The trap of the two-woman love triangle is not one that Hamilton entirely avoids. Angelica and Eliza fall neatly into the old conventional/rebellious dichotomy. Angelica, who stands center stage as she raps, “I’ve been reading Common Sense by Thomas Paine / So men say that I’m intense or I’m insane,” is the rebellious one. Eliza, who has, she tells us, “never been the type to try and grab the spotlight,” is the conventionally feminine one. And because Angelica and Eliza are the only major female characters in the show — Peggy Schuyler and Maria Reynolds, the other two female singing parts, have one song apiece — they stand in for all women. Angelica is not just an intellectual woman in the way that Hamilton and Jefferson are intellectual men; she is the intellectual woman. Eliza is not just a domestic woman but the domestic woman.

But Hamilton does depart from the typical love triangle structure when it comes time to designate one of the women as good and the other as bad. The show has no interest in doing so, and it can be shocking to realize this. Watching Hamilton for the first time it is easy to anticipate, as Als does in his New Yorker review, that because Eliza is “genteel” she must be “therefore dull,” or that because Angelica is politically intelligent she must be angry and shrill, as Noonan is pleasantly surprised to find she is not. Instead, Hamilton treats both its women with respect and admiration. It operates on the assumption that both of these characters are important, that the different ways they perform femininity are valid, and that their contributions to history are valuable.

*What makes Hamilton unique is that it recognizes the tragedy in both women’s lives*

Hamilton recognizes that in the 18th century, both rebellious and conventionally feminine women are trapped. Angelica has the intellect and the drive to make valuable contributions to the emerging republic, but instead she is stuck behind the scenes, “a girl in a world in which / my only job is to marry rich.” Her refrain throughout the show is, “I will never be satisfied,” because it is her tragedy to live in a world where she cannot do the kind of work that would satisfy her. In contrast, Eliza has the opportunity and means to do the kind of domestic work that she loves and is good at, but she lives in a world where this kind of work is not valued, because it’s considered less important than the political work Hamilton does. Eliza is stuck at the fringes of history, whispering, “Oh, let me be a part of the narrative,” and her refrain is, “That would be enough,” because it is her tragedy to live in a world where she is denied the little respect she asks for.

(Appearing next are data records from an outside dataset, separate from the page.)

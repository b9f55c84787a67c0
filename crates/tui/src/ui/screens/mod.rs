pub mod config;
pub mod expenses;
pub mod service;

/// Identity strings are long; the lists show the first few characters only,
/// enough to tell recorders apart.
fn short_user(user: &str) -> String {
    let mut chars = user.chars();
    let prefix: String = chars.by_ref().take(8).collect();
    if chars.next().is_some() {
        format!("{prefix}…")
    } else {
        prefix
    }
}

And Hamilton gives both Angelica and Eliza the space onstage to examine their tragedies. Angelica’s “Satisfied” is widely considered to be one of the best songs in the show — Rolling Stone calls it Hamilton’s “finest moment” — and the musical ends with Eliza in the spotlight and center stage, declaring, “I put myself back in the narrative.” In the world of Hamilton, Angelica’s plight is worth more musical attention than the Federalist Papers; Eliza’s domestic work and contributions to history are so important they become the focus of the finale. Neither of the two women is “bad” or “lesser.”